Most data protection laws in the US and elsewhere place some or all of the responsibility for protecting privacy on individual subjects through what’s called “notice and consent.”
In 1998, for example, the US Federal Trade Commission, after reviewing the “fair information practice codes” of the United States, Canada and Europe, reported to Congress that the “most fundamental” principles to protect privacy are “notice” and “consumer choice or consent.”
US statutes and regulations tend to parallel the FTC’s rules and recommendations on notice and choice. All US financial institutions are required to send every customer a privacy notice every year, and doctors, hospitals and pharmacies provide similar notices, usually on every visit.
The focus on notice and consent is not limited to the United States. The draft of the European Union’s General Data Protection cites “consent” more than 100 times and emphasizes its importance.
All our fault
The truth is that notice and consent laws do little to protect privacy but typically just shift the responsibility for protecting privacy from the data user to the data subject – that would be us. After all, if anything goes wrong, it is our fault because we consented – often without realizing it.

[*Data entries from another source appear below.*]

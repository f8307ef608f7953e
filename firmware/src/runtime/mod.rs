use core::cell::RefCell;

use cortex_m::interrupt;
use cortex_m::register::primask;
use critical_section::{self, RawRestoreState};
use defmt_rtt as _;
use embassy_executor::Spawner;
use embassy_stm32 as hal;
use embassy_stm32::gpio::{Input, Level, Output, OutputType, Pull, Speed};
use embassy_stm32::i2c::{self, I2c};
use embassy_stm32::mode::Blocking;
use embassy_stm32::peripherals::TIM3;
use embassy_stm32::time::{Hertz, khz};
use embassy_stm32::timer::low_level::CountingMode;
use embassy_stm32::timer::simple_pwm::{PwmPin, SimplePwm, SimplePwmChannel};
use embassy_sync::blocking_mutex::Mutex;
use embassy_sync::channel::Channel;
use embassy_time::{Delay, Timer};
use rig_core::ports::{PulseActuator, PulseRange};
use rig_core::sampling::RigConfig;
use rig_core::telemetry::LogRing;
use static_cell::StaticCell;

use crate::console::ConsoleQueue;
use crate::hw::esc::ESC_FRAME_HZ;
use crate::hw::{EscOutput, Hx711, Ina260};
use crate::rig::{ChannelUploader, RequestQueue, RigRuntime, SharedLogRing, UplinkQueue};
use crate::status::StatusBoard;
use crate::usb;

mod console_task;
mod rig_task;
mod usb_task;

critical_section::set_impl!(InterruptCriticalSection);

struct InterruptCriticalSection;

unsafe impl critical_section::Impl for InterruptCriticalSection {
    unsafe fn acquire() -> RawRestoreState {
        let primask = primask::read();
        interrupt::disable();
        primask.is_active()
    }

    unsafe fn release(restore_state: RawRestoreState) {
        if restore_state {
            unsafe {
                interrupt::enable();
            }
        }
    }
}

type BenchEsc = PulseActuator<EscOutput<SimplePwmChannel<'static, TIM3>>>;
type BenchLoadCell = Hx711<Input<'static>, Output<'static>, Delay>;
type BenchPower = Ina260<I2c<'static, Blocking>>;
pub(super) type BenchRuntime = RigRuntime<'static, BenchEsc, BenchLoadCell, BenchPower>;

/// Hold time for each pulse of the ESC arming sequence.
const ARMING_HOLD_MS: u64 = 1_000;

pub(super) static REQUEST_QUEUE: RequestQueue = Channel::new();
pub(super) static UPLINK_QUEUE: UplinkQueue = Channel::new();
pub(super) static CONSOLE_RX_QUEUE: ConsoleQueue = Channel::new();
pub(super) static CONSOLE_TX_QUEUE: ConsoleQueue = Channel::new();
pub(super) static LOG_RING: SharedLogRing = Mutex::new(RefCell::new(LogRing::new()));
pub(super) static STATUS: StatusBoard = StatusBoard::new();
pub(super) static USB_STORAGE: StaticCell<usb::UsbDeviceStorage> = StaticCell::new();

#[embassy_executor::main]
pub async fn main(spawner: Spawner) {
    let config = hal::Config::default();
    let hal::Peripherals {
        PA6,
        PA11,
        PA12,
        PB4,
        PB5,
        PB8,
        PB9,
        I2C1,
        TIM3,
        USB,
        ..
    } = hal::init(config);

    let pwm = SimplePwm::new(
        TIM3,
        Some(PwmPin::new(PA6, OutputType::PushPull)),
        None,
        None,
        None,
        Hertz(ESC_FRAME_HZ),
        CountingMode::EdgeAlignedUp,
    );
    let mut esc_channel = pwm.split().ch1;
    esc_channel.enable();
    let mut actuator = PulseActuator::new(EscOutput::new(esc_channel), PulseRange::default());

    let mut load_cell = Hx711::new(
        Input::new(PB4, Pull::None),
        Output::new(PB5, Level::Low, Speed::Low),
        Delay,
    );
    load_cell.reset();

    let mut i2c_config = i2c::Config::default();
    i2c_config.frequency = khz(400);
    let power = Ina260::new(I2c::new_blocking(I2C1, PB8, PB9, i2c_config));

    for step in 0..actuator.range().arming_sequence().len() {
        actuator.arm_step(step);
        Timer::after_millis(ARMING_HOLD_MS).await;
    }
    defmt::info!("rig: ESC armed");

    let runtime: BenchRuntime = RigRuntime::new(
        actuator,
        load_cell,
        power,
        ChannelUploader::new(UPLINK_QUEUE.sender()),
        &LOG_RING,
        &STATUS,
        RigConfig::default(),
    );

    spawner
        .spawn(rig_task::run(runtime, REQUEST_QUEUE.receiver()))
        .expect("failed to spawn rig task");

    spawner
        .spawn(console_task::run())
        .expect("failed to spawn console task");

    spawner
        .spawn(usb_task::run(USB, PA12, PA11))
        .expect("failed to spawn USB task");

    core::future::pending::<()>().await;
}
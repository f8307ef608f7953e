//! Operator console on USB CDC0.
//!
//! Bytes arriving from the host are assembled into lines, parsed and executed
//! by the shared `rig-core` [`CommandExecutor`], and answered with short text
//! replies. Start and abort requests travel to the rig task over the request
//! queue; `status` is rebuilt from the status atomics.

use core::fmt::Write;
use core::str::{self, Utf8Error};

use embassy_sync::channel::{Channel, TrySendError};
use heapless::{String, Vec};
use rig_core::control::{RigControl, RigRequest, SubmitError};
use rig_core::repl::commands::{CommandError, CommandExecutor, CommandOutcome};
use rig_core::repl::status::{StatusFormatter, StatusSnapshot};
use rig_core::sampling::TestId;

use crate::rig::{FirmwareInstant, RequestSender, RigMutex};
use crate::status::StatusBoard;

/// Maximum number of bytes accepted on a single console line (excluding terminator).
pub const MAX_LINE_LEN: usize = 256;

/// USB full-speed bulk packet size.
pub const FRAME_LEN: usize = 64;

pub const CONSOLE_QUEUE_DEPTH: usize = 8;

/// Width of a rendered reply line.
pub const REPLY_WIDTH: usize = 128;

/// Lines printed by `log` without a count.
pub const DEFAULT_LOG_LINES: usize = 20;

pub type ConsoleFrame = Vec<u8, FRAME_LEN>;
pub type ConsoleQueue = Channel<RigMutex, ConsoleFrame, CONSOLE_QUEUE_DEPTH>;
pub type ReplyLine = String<REPLY_WIDTH>;
pub type Reply = Vec<ReplyLine, 4>;

/// Result of feeding one byte to the [`LineAssembler`].
#[derive(Clone, Copy, Debug, PartialEq, Eq)]
pub enum LineEvent {
    Pending,
    /// A complete line is available through [`LineAssembler::line`].
    Ready,
    /// The line exceeded [`MAX_LINE_LEN`] and was discarded.
    Overflow,
}

/// Collects console bytes into lines, honouring backspace.
#[derive(Default)]
pub struct LineAssembler {
    buffer: Vec<u8, MAX_LINE_LEN>,
    overflowed: bool,
}

impl LineAssembler {
    pub const fn new() -> Self {
        Self {
            buffer: Vec::new(),
            overflowed: false,
        }
    }

    pub fn push(&mut self, byte: u8) -> LineEvent {
        match byte {
            b'\r' | b'\n' => {
                if self.overflowed {
                    self.clear();
                    LineEvent::Overflow
                } else if self.buffer.is_empty() {
                    LineEvent::Pending
                } else {
                    LineEvent::Ready
                }
            }
            0x08 | 0x7f => {
                self.buffer.pop();
                LineEvent::Pending
            }
            value => {
                if self.buffer.push(value).is_err() {
                    self.overflowed = true;
                }
                LineEvent::Pending
            }
        }
    }

    pub fn line(&self) -> Result<&str, Utf8Error> {
        str::from_utf8(&self.buffer)
    }

    pub fn clear(&mut self) {
        self.buffer.clear();
        self.overflowed = false;
    }
}

/// [`RigControl`] backed by the request queue and the status atomics.
pub struct ConsoleRig<'a> {
    sender: RequestSender<'a>,
    status: &'a StatusBoard,
    test_id: Option<TestId>,
}

impl<'a> ConsoleRig<'a> {
    pub fn new(sender: RequestSender<'a>, status: &'a StatusBoard) -> Self {
        Self {
            sender,
            status,
            test_id: None,
        }
    }
}

impl RigControl for ConsoleRig<'_> {
    type Instant = FirmwareInstant;

    fn test_active(&self) -> bool {
        self.status.test_active()
    }

    fn submit(&mut self, request: RigRequest<FirmwareInstant>) -> Result<(), SubmitError> {
        let started = match &request {
            RigRequest::Start { plan, .. } => Some(plan.test_id.clone()),
            RigRequest::Abort { .. } => None,
        };

        match self.sender.try_send(request) {
            Ok(()) => {
                if let Some(test_id) = started {
                    self.test_id = Some(test_id);
                    self.status.mark_start_pending();
                }
                Ok(())
            }
            Err(TrySendError::Full(_)) => Err(SubmitError::QueueFull),
        }
    }

    fn status(&mut self, _now: FirmwareInstant) -> Option<StatusSnapshot> {
        Some(self.status.snapshot(self.test_id.as_ref()))
    }
}

/// What the console task should send back for one command.
#[derive(Debug, PartialEq)]
pub enum Response {
    Lines(Reply),
    /// Replay the newest `count` lines of the log ring.
    Log { count: usize },
}

/// Executes one console line.
pub fn execute(
    executor: &mut CommandExecutor<ConsoleRig<'_>>,
    line: &str,
    now: FirmwareInstant,
) -> Response {
    render(executor.execute(line, now))
}

/// Turns a command result into reply lines.
pub fn render(result: Result<CommandOutcome<FirmwareInstant>, CommandError<'_>>) -> Response {
    let mut reply = Reply::new();
    match result {
        Ok(CommandOutcome::Started(ack)) => {
            let dwell_ms = u64::try_from(ack.dwell.as_millis()).unwrap_or(u64::MAX);
            push_line(
                &mut reply,
                format_args!(
                    "ok started id={} steps={} dwell={dwell_ms}ms",
                    ack.test_id, ack.steps
                ),
            );
        }
        Ok(CommandOutcome::AbortRequested { .. }) => {
            push_line(&mut reply, format_args!("ok abort requested"));
        }
        Ok(CommandOutcome::Status(snapshot)) => {
            let formatter = StatusFormatter::new(&snapshot);
            let mut line = ReplyLine::new();
            let _ = formatter.write_test_line(&mut line);
            let _ = reply.push(line);

            let mut line = ReplyLine::new();
            let _ = formatter.write_buffer_line(&mut line);
            let _ = reply.push(line);

            let mut line = ReplyLine::new();
            let _ = formatter.write_sensors_line(&mut line);
            let _ = reply.push(line);
        }
        Ok(CommandOutcome::Log { count }) => {
            return Response::Log {
                count: count.unwrap_or(DEFAULT_LOG_LINES),
            };
        }
        Ok(CommandOutcome::Help(text)) => push_line(&mut reply, format_args!("{text}")),
        Err(error) => push_line(&mut reply, format_args!("error: {error}")),
    }
    Response::Lines(reply)
}

fn push_line(reply: &mut Reply, args: core::fmt::Arguments<'_>) {
    let mut line = ReplyLine::new();
    // Overlong replies are cut at the line width.
    let _ = line.write_fmt(args);
    let _ = reply.push(line);
}

/// Splits `text` into USB-sized frames.
pub fn frames(text: &str) -> impl Iterator<Item = ConsoleFrame> + '_ {
    text.as_bytes()
        .chunks(FRAME_LEN)
        .filter_map(|chunk| ConsoleFrame::from_slice(chunk).ok())
}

Individual consent is rarely exercised as a meaningful choice. We are all overwhelmed with many long, complex privacy policies that most of us never read.

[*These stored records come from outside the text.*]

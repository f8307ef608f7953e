//! Rig runtime glue binding `rig-core` to Embassy.
//!
//! The sampling loop itself lives in `rig-core`; this module supplies the
//! firmware instant, the request and uplink queues shared between tasks, and
//! [`RigRuntime`], which advances the loop once per scheduler tick and mirrors
//! its observations into logs, status storage and the display panel.

mod log;

use core::cell::RefCell;
use core::ops::Add;
use core::time::Duration;

use embassy_sync::blocking_mutex::Mutex;
#[cfg(not(target_os = "none"))]
use embassy_sync::blocking_mutex::raw::NoopRawMutex;
#[cfg(target_os = "none")]
use embassy_sync::blocking_mutex::raw::ThreadModeRawMutex;
use embassy_sync::channel::{Channel, Receiver, Sender, TrySendError};
use embassy_time::Instant;
use heapless::Vec;
use rig_core::buffer::{SAMPLE_BUFFER_CAPACITY, SensorSnapshot};
use rig_core::control::RigRequest;
use rig_core::display::DisplayPanel;
use rig_core::ports::{Actuator, LoadCellPort, PowerPort, Uploader};
use rig_core::sampling::{
    AbortError, RigConfig, SamplingLoop, StartError, TestId, TickReport,
};
use rig_core::telemetry::{EventId, LogRing, LogThrottle, TelemetryInstant, TelemetryRecorder};

use crate::status::StatusBoard;

/// Scheduler tick driving the sampling loop.
pub const TICK_INTERVAL: Duration = Duration::from_millis(1);

/// Interval between idle bus-voltage samples for the display.
pub const IDLE_SAMPLE_INTERVAL: Duration = Duration::from_secs(1);

/// Interval between load-cell ready statistics log lines.
pub const READY_STATS_INTERVAL: Duration = Duration::from_secs(2);

/// Minimum spacing of "buffer full" log lines.
pub const BUFFER_FULL_LOG_INTERVAL: Duration = Duration::from_secs(1);

/// Depth of the console → rig request queue.
pub const REQUEST_QUEUE_DEPTH: usize = 4;

/// Batches that may wait for the CDC1 uplink at once.
pub const UPLINK_QUEUE_DEPTH: usize = 2;

#[cfg(target_os = "none")]
pub type RigMutex = ThreadModeRawMutex;
#[cfg(not(target_os = "none"))]
pub type RigMutex = NoopRawMutex;

/// Monotonic instant used by the firmware build of the core.
#[derive(Clone, Copy, Debug, PartialEq, Eq, PartialOrd, Ord)]
pub struct FirmwareInstant(Instant);

impl FirmwareInstant {
    #[cfg(target_os = "none")]
    pub fn now() -> Self {
        Self(Instant::now())
    }

    pub const fn from_millis(millis: u64) -> Self {
        Self(Instant::from_millis(millis))
    }

    pub fn as_millis(self) -> u64 {
        self.0.as_millis()
    }

    pub fn as_micros(self) -> u64 {
        self.0.as_micros()
    }
}

impl TelemetryInstant for FirmwareInstant {
    fn saturating_duration_since(&self, earlier: Self) -> Duration {
        self.0
            .checked_duration_since(earlier.0)
            .map_or(Duration::ZERO, |elapsed| {
                Duration::from_micros(elapsed.as_micros())
            })
    }
}

impl Add<Duration> for FirmwareInstant {
    type Output = Self;

    fn add(self, rhs: Duration) -> Self::Output {
        let micros = u64::try_from(rhs.as_micros()).unwrap_or(u64::MAX);
        Self(self.0 + embassy_time::Duration::from_micros(micros))
    }
}

pub type FirmwareRequest = RigRequest<FirmwareInstant>;

pub type RequestQueue = Channel<RigMutex, FirmwareRequest, REQUEST_QUEUE_DEPTH>;
pub type RequestSender<'a> = Sender<'a, RigMutex, FirmwareRequest, REQUEST_QUEUE_DEPTH>;
pub type RequestReceiver<'a> = Receiver<'a, RigMutex, FirmwareRequest, REQUEST_QUEUE_DEPTH>;

/// One flushed batch waiting for the uplink.
#[derive(Clone, Debug)]
pub struct UplinkBatch {
    pub test_id: TestId,
    pub snapshots: Vec<SensorSnapshot<FirmwareInstant>, SAMPLE_BUFFER_CAPACITY>,
}

pub type UplinkQueue = Channel<RigMutex, UplinkBatch, UPLINK_QUEUE_DEPTH>;
pub type UplinkSender<'a> = Sender<'a, RigMutex, UplinkBatch, UPLINK_QUEUE_DEPTH>;
pub type UplinkReceiver<'a> = Receiver<'a, RigMutex, UplinkBatch, UPLINK_QUEUE_DEPTH>;

/// Console log ring shared between the rig and console tasks.
pub type SharedLogRing = Mutex<RigMutex, RefCell<LogRing>>;

/// Reasons a batch could not be handed to the uplink.
#[derive(Clone, Copy, Debug, PartialEq, Eq)]
pub enum UplinkError {
    QueueFull,
    BatchTooLarge,
    TestIdTooLong,
}

/// [`Uploader`] that hands batches to the CDC1 uplink without blocking.
pub struct ChannelUploader<'a> {
    sender: UplinkSender<'a>,
}

impl<'a> ChannelUploader<'a> {
    pub fn new(sender: UplinkSender<'a>) -> Self {
        Self { sender }
    }
}

impl Uploader<FirmwareInstant> for ChannelUploader<'_> {
    type Error = UplinkError;

    fn upload(
        &mut self,
        test_id: &str,
        batch: &[SensorSnapshot<FirmwareInstant>],
    ) -> Result<(), Self::Error> {
        let test_id = TestId::try_from(test_id).map_err(|_| UplinkError::TestIdTooLong)?;
        let snapshots = Vec::from_slice(batch).map_err(|_| UplinkError::BatchTooLarge)?;

        match self.sender.try_send(UplinkBatch { test_id, snapshots }) {
            Ok(()) => Ok(()),
            Err(TrySendError::Full(_)) => Err(UplinkError::QueueFull),
        }
    }
}

/// Owns the sampling loop on the firmware side.
pub struct RigRuntime<'a, A, L, P> {
    sampling: SamplingLoop<FirmwareInstant, A, L, P, ChannelUploader<'a>>,
    telemetry: TelemetryRecorder<FirmwareInstant>,
    panel: DisplayPanel,
    logs: &'a SharedLogRing,
    status: &'a StatusBoard,
    buffer_full: LogThrottle<FirmwareInstant>,
    mirrored_through: EventId,
    last_idle_sample: Option<FirmwareInstant>,
    last_ready_log: Option<FirmwareInstant>,
}

impl<'a, A, L, P> RigRuntime<'a, A, L, P>
where
    A: Actuator,
    L: LoadCellPort,
    P: PowerPort,
{
    pub fn new(
        actuator: A,
        load_cell: L,
        power: P,
        uploader: ChannelUploader<'a>,
        logs: &'a SharedLogRing,
        status: &'a StatusBoard,
        config: RigConfig,
    ) -> Self {
        Self {
            sampling: SamplingLoop::new(actuator, load_cell, power, uploader, config),
            telemetry: TelemetryRecorder::new(),
            panel: DisplayPanel::new(),
            logs,
            status,
            buffer_full: LogThrottle::new(BUFFER_FULL_LOG_INTERVAL),
            mirrored_through: 0,
            last_idle_sample: None,
            last_ready_log: None,
        }
    }

    /// Captures the load-cell tare. Call once after the drivers are initialised.
    pub fn boot(&mut self, now: FirmwareInstant) -> i32 {
        let tare = self.sampling.capture_tare();
        self.status.record_tare(tare);
        log::tare_captured(self.logs, tare, now);
        tare
    }

    /// Applies a queued console request at the rig task's `now`.
    ///
    /// The console's request stamp is ignored so time spent in the queue does
    /// not shorten the first step or the first flush window.
    pub fn handle_request(&mut self, request: FirmwareRequest, now: FirmwareInstant) {
        match request {
            RigRequest::Start { plan, .. } => {
                let dwell = plan.ramp.dwell();
                match self.sampling.start(plan, now, &mut self.telemetry) {
                    Ok(()) => self.panel.show_test_started(dwell),
                    Err(StartError::AlreadyActive) => {
                        log::request_rejected(self.logs, "start", "test already running", now);
                    }
                }
                self.status.clear_start_pending();
            }
            RigRequest::Abort { .. } => match self.sampling.abort(now, &mut self.telemetry) {
                Ok((summary, _flush)) => self.panel.show_finished(summary.outcome),
                Err(AbortError::NotActive) => {
                    log::request_rejected(self.logs, "abort", "no test running", now);
                }
            },
        }
        self.mirror_telemetry();
        self.publish(now);
    }

    /// Runs one scheduler tick.
    pub fn tick(&mut self, now: FirmwareInstant) -> Option<TickReport<FirmwareInstant>> {
        let report = self.sampling.on_tick(now, &mut self.telemetry);

        match &report {
            Some(report) => self.observe(report, now),
            None => self.idle(now),
        }

        self.log_ready_stats(now);
        self.mirror_telemetry();
        self.publish(now);
        report
    }

    pub fn panel(&self) -> &DisplayPanel {
        &self.panel
    }

    pub fn sampling(&self) -> &SamplingLoop<FirmwareInstant, A, L, P, ChannelUploader<'a>> {
        &self.sampling
    }

    pub fn telemetry(&self) -> &TelemetryRecorder<FirmwareInstant> {
        &self.telemetry
    }

    fn observe(&mut self, report: &TickReport<FirmwareInstant>, now: FirmwareInstant) {
        self.panel.apply(report);

        if report.push.is_dropped() && self.buffer_full.should_emit(now) {
            log::buffer_full(self.logs, SAMPLE_BUFFER_CAPACITY, now);
        }
    }

    fn idle(&mut self, now: FirmwareInstant) {
        let due = self
            .last_idle_sample
            .is_none_or(|last| now.saturating_duration_since(last) >= IDLE_SAMPLE_INTERVAL);
        if due {
            self.last_idle_sample = Some(now);
            let (voltage, _current) = self.sampling.sample_power();
            self.panel.show_voltage(voltage);
        }
    }

    fn log_ready_stats(&mut self, now: FirmwareInstant) {
        let Some(last) = self.last_ready_log else {
            self.last_ready_log = Some(now);
            return;
        };
        if now.saturating_duration_since(last) < READY_STATS_INTERVAL {
            return;
        }

        self.last_ready_log = Some(now);
        let stats = self.sampling.ready_stats();
        if stats.checks() > 0 {
            log::ready_stats(self.logs, stats.ready_percent(), stats.checks(), now);
        }
        self.sampling.reset_ready_stats();
    }

    fn mirror_telemetry(&mut self) {
        let cursor = self.mirrored_through;
        for record in self.telemetry.oldest_first().filter(|record| record.id >= cursor) {
            log::telemetry(self.logs, record);
        }
        self.mirrored_through = self.telemetry.next_event_id();
    }

    fn publish(&self, now: FirmwareInstant) {
        self.status.record_snapshot(&self.sampling.status(now));
    }
}

#[cfg(test)]
mod tests {
    use super::*;
    use rig_core::control::validate_plan;
    use rig_core::sampling::FlushOutcome;

    #[derive(Default)]
    struct StubEsc {
        last: f32,
    }

    impl Actuator for StubEsc {
        fn set_normalized(&mut self, value: f32) {
            self.last = value;
        }

        fn last_commanded(&self) -> f32 {
            self.last
        }
    }

    struct StubCell;

    impl LoadCellPort for StubCell {
        fn is_ready(&mut self) -> bool {
            true
        }

        fn read_raw(&mut self) -> i32 {
            1_250
        }
    }

    struct StubPower;

    impl PowerPort for StubPower {
        fn read_voltage(&mut self) -> f32 {
            12.5
        }

        fn read_current(&mut self) -> f32 {
            800.0
        }
    }

    fn ms(value: u64) -> FirmwareInstant {
        FirmwareInstant::from_millis(value)
    }

    #[test]
    fn instant_adds_core_durations() {
        let later = ms(10) + Duration::from_millis(5);
        assert_eq!(later.as_millis(), 15);
        assert_eq!(later.saturating_duration_since(ms(10)), Duration::from_millis(5));
        assert_eq!(ms(10).saturating_duration_since(later), Duration::ZERO);
    }

    #[test]
    fn full_uplink_queue_fails_the_upload() {
        let queue = UplinkQueue::new();
        let mut uploader = ChannelUploader::new(queue.sender());
        let snapshot = SensorSnapshot {
            timestamp: ms(0),
            load_cell: 0.0,
            load_cell_valid: true,
            bus_voltage_v: 12.0,
            bus_current_ma: 0.0,
            commanded: 0.0,
        };

        for _ in 0..UPLINK_QUEUE_DEPTH {
            assert_eq!(uploader.upload("run", &[snapshot]), Ok(()));
        }
        assert_eq!(
            uploader.upload("run", &[snapshot]),
            Err(UplinkError::QueueFull)
        );

        let batch = queue.try_receive().expect("queued batch");
        assert_eq!(batch.test_id.as_str(), "run");
        assert_eq!(batch.snapshots.len(), 1);
    }

    #[test]
    fn queued_start_begins_when_the_rig_task_handles_it() {
        let queue = UplinkQueue::new();
        let logs = SharedLogRing::new(RefCell::new(LogRing::new()));
        let board = StatusBoard::new();
        let mut runtime = RigRuntime::new(
            StubEsc::default(),
            StubCell,
            StubPower,
            ChannelUploader::new(queue.sender()),
            &logs,
            &board,
            RigConfig::default(),
        );
        runtime.boot(ms(0));

        let plan = validate_plan("late", &[0.3, 0.6], Duration::from_millis(100)).expect("plan");
        runtime.handle_request(
            RigRequest::Start {
                plan,
                requested_at: ms(10),
            },
            ms(90),
        );

        let session = runtime.sampling().session().expect("session active");
        assert_eq!(session.started_at(), ms(90));

        runtime.tick(ms(90));
        runtime.tick(ms(150));
        assert_eq!(runtime.sampling().actuator().last_commanded(), 0.3);
        runtime.tick(ms(190));
        assert_eq!(runtime.sampling().actuator().last_commanded(), 0.6);
    }

    #[test]
    fn runtime_runs_a_ramp_and_queues_batches() {
        let queue = UplinkQueue::new();
        let logs = SharedLogRing::new(RefCell::new(LogRing::new()));
        let board = StatusBoard::new();
        let mut runtime = RigRuntime::new(
            StubEsc::default(),
            StubCell,
            StubPower,
            ChannelUploader::new(queue.sender()),
            &logs,
            &board,
            RigConfig::default(),
        );

        assert_eq!(runtime.boot(ms(0)), 1_250);

        let plan = validate_plan("bench", &[0.5], Duration::from_millis(20)).expect("plan");
        runtime.handle_request(
            RigRequest::Start {
                plan,
                requested_at: ms(0),
            },
            ms(0),
        );
        assert_eq!(runtime.panel().header(), "Starting Test 0.0s/step");
        assert!(board.test_active());

        let mut finished = None;
        for t in 0..=25 {
            match runtime.tick(ms(t)) {
                Some(report) if report.finished.is_some() => {
                    finished = Some(report);
                    break;
                }
                _ => {}
            }
        }

        let report = finished.expect("ramp completes");
        assert!(matches!(report.flush, Some(FlushOutcome::Uploaded { .. })));
        assert_eq!(runtime.panel().header(), "Test Complete");
        assert!(!runtime.sampling().is_active());
        assert!(!board.test_active());

        let batch = queue.try_receive().expect("final batch");
        assert_eq!(batch.test_id.as_str(), "bench");
        assert!(batch.snapshots.iter().all(|s| s.load_cell == 0.0));

        let mirrored = logs.lock(|ring| ring.borrow().len());
        assert!(mirrored >= 3);
    }
}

It is no wonder. One 2008 study calculated that reading the privacy policies of just the most popular websites would take an individual 244 hours – or more than 30 full working days – each year.
A reliance on notice and choice both under-protects privacy and can interfere with and raise the cost of beneficial uses of data, such as medical research and innovative products and services. (This is especially true when personal information is used by parties with no direct relationship to the individual, generated by sensors or inferred by third parties.)
In a May 2014 report, the US President’s Council of Advisors on Science and Technology described the “framework of notice and consent” as “unworkable as a useful foundation for policy.” The report stressed that “only in some fantasy world do users actually read these notices and understand their implications before clicking to indicate their consent.”
There are better alternatives. One is enacting laws that place substantive limits on risky or harmful data uses, for instance. Another is to increase oversight by government and self-regulatory agencies, which could potentially forbid certain uses of personal data by third parties.
Many privacy advocates note that the US is the only industrialized country without a dedicated privacy office in the federal government. Creating one might help ensure more attention is paid to privacy.
Other efforts are underway to restrict notice and choice to times when they are necessary and meaningful, and then to make them simpler and clearer.
Another promising approach would be to ensure that businesses take responsibility for their uses of personal data by making them legally liable for the reasonably foreseeable harm they cause, rather than allowing them to use notice and consent to continue shifting the responsibility to us.
At minimum, big users of personal data should be required to assess and document the risk those uses pose, and the steps they have taken to mitigate those risks. A more formal approach to managing privacy risks could better protect privacy, lead to greater consistency and predictability over time, and allow data users to make productive uses of data if risks can be mitigated.
The alternative is to continue to rely on notices no one reads, choices no one understands, and the other ineffective tools of the fantasy world that privacy law has become.